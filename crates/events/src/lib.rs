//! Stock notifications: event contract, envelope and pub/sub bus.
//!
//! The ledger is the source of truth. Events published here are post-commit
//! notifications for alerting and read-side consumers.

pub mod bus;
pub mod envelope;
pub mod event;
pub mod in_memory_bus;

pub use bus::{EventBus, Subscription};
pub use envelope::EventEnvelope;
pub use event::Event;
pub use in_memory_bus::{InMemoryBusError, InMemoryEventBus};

• • • • •

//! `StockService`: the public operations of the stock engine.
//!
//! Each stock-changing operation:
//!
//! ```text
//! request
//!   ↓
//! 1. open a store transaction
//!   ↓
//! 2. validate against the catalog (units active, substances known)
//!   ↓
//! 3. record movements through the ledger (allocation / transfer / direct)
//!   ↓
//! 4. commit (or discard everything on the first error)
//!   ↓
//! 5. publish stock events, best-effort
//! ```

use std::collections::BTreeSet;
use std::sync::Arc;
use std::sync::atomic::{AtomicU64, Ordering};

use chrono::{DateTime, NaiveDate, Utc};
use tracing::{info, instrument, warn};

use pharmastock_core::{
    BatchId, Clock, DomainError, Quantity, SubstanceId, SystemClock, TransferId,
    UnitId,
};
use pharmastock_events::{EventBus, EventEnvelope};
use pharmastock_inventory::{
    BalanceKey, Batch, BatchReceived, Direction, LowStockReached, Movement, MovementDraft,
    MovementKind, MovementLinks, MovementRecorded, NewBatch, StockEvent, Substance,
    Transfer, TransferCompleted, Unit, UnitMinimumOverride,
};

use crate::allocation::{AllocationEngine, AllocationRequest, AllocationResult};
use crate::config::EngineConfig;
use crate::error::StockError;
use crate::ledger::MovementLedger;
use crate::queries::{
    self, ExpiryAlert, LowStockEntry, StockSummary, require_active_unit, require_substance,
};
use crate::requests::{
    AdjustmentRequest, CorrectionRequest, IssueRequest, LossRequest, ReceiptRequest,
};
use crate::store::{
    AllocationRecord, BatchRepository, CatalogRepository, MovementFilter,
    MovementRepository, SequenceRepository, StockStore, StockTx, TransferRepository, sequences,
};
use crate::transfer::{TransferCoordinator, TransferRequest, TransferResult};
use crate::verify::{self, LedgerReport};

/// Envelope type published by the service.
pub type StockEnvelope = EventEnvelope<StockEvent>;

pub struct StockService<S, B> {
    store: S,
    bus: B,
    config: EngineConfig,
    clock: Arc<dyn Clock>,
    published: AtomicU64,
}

• • • • •

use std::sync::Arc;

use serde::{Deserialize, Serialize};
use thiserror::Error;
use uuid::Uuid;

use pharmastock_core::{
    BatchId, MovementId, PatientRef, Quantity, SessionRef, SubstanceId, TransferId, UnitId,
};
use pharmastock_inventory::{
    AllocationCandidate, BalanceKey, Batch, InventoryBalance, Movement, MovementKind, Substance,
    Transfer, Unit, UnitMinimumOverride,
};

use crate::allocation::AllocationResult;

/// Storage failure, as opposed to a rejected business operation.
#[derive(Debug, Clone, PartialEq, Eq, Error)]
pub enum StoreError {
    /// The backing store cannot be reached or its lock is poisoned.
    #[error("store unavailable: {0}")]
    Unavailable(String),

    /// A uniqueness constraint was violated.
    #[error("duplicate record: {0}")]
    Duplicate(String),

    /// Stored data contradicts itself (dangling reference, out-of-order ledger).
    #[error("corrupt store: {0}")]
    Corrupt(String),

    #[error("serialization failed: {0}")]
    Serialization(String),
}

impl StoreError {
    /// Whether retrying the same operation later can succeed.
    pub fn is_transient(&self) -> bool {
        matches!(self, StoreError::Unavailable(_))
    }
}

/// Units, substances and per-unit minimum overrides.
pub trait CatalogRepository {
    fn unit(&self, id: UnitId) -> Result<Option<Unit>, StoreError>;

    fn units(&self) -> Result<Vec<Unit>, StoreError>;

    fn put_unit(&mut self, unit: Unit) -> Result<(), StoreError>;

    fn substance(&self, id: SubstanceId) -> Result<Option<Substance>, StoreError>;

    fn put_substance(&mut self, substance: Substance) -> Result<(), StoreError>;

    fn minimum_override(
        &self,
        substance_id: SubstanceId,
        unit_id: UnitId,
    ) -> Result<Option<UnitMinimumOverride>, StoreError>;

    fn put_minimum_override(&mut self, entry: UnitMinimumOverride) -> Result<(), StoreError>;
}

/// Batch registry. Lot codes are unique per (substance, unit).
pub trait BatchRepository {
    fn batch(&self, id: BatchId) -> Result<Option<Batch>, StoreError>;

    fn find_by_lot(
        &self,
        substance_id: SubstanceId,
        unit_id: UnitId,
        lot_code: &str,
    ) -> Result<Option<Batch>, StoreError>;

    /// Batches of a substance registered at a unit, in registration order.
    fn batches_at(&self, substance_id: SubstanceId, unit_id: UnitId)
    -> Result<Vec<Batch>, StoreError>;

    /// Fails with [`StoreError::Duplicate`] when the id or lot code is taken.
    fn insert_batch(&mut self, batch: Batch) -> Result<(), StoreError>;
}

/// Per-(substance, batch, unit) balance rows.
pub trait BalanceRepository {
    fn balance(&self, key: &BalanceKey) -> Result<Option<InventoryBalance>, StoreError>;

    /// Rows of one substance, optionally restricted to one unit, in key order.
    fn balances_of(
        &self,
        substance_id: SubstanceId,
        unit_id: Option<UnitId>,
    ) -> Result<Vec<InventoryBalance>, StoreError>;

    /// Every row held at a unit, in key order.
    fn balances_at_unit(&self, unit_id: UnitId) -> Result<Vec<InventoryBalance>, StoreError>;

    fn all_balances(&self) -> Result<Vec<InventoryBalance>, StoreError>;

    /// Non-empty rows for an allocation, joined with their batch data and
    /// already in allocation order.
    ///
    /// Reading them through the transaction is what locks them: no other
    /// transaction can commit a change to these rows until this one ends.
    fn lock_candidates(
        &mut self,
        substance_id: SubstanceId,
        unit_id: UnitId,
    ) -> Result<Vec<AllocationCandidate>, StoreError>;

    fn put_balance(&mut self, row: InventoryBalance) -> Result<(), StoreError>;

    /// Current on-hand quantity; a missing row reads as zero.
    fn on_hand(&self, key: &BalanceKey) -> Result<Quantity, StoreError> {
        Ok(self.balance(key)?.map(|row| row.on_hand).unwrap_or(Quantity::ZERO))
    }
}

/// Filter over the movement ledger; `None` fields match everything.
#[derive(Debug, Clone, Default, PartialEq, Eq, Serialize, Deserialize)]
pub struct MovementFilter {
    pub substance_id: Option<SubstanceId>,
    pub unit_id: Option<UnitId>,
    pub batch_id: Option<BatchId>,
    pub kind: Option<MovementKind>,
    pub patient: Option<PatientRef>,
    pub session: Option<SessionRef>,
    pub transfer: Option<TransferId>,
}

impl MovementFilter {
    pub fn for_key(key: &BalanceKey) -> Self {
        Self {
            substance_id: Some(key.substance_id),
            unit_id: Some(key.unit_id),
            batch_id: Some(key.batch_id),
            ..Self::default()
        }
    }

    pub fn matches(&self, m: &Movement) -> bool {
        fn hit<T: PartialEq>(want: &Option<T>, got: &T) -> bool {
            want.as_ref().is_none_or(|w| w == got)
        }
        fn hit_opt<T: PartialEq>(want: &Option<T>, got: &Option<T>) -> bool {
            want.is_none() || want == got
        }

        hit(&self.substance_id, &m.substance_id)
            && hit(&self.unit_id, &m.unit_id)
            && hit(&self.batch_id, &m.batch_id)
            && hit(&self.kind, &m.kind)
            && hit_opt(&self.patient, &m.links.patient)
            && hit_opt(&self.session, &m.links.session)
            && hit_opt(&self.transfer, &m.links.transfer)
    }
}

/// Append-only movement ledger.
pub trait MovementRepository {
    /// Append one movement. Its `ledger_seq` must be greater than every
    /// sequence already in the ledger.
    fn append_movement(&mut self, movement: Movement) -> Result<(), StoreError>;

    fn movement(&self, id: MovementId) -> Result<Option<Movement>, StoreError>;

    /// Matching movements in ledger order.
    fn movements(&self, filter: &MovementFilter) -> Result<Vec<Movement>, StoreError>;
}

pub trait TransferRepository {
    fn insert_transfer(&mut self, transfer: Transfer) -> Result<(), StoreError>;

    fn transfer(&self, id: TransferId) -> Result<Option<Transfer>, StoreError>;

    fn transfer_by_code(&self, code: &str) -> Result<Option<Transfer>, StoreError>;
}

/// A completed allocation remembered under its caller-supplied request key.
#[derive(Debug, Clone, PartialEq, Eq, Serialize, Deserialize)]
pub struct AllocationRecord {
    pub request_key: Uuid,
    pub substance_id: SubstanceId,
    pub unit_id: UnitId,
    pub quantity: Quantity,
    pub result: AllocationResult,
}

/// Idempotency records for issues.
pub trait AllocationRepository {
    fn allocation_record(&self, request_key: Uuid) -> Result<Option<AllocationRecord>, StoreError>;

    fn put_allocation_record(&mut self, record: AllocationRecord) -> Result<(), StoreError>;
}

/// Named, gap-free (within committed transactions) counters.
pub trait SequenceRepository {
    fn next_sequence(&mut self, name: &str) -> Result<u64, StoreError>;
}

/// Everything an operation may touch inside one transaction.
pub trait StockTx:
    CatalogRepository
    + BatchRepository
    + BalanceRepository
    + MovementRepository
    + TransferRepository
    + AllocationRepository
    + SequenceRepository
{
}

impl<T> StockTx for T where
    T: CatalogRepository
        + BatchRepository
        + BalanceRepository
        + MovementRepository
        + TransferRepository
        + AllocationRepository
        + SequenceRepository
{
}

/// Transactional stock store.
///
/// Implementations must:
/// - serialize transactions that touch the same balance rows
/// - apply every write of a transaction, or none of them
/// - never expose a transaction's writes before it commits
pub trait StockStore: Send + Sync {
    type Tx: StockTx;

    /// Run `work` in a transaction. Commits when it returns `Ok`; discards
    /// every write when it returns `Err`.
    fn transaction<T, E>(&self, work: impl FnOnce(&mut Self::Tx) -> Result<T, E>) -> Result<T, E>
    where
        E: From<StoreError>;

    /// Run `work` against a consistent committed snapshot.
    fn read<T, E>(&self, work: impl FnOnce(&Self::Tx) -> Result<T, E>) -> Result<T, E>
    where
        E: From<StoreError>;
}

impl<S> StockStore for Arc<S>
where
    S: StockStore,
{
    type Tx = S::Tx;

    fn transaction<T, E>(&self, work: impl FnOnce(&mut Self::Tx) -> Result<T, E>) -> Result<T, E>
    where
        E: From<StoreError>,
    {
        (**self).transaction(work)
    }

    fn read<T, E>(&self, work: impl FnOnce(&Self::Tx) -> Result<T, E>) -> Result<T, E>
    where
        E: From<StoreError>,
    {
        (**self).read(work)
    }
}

• • • • •

_Problem_
Using the material above, find each line that holds "must" and copy that line.

_Response to the exercise_
    /// Append one movement. Its `ledger_seq` must be greater than every
/// Implementations must:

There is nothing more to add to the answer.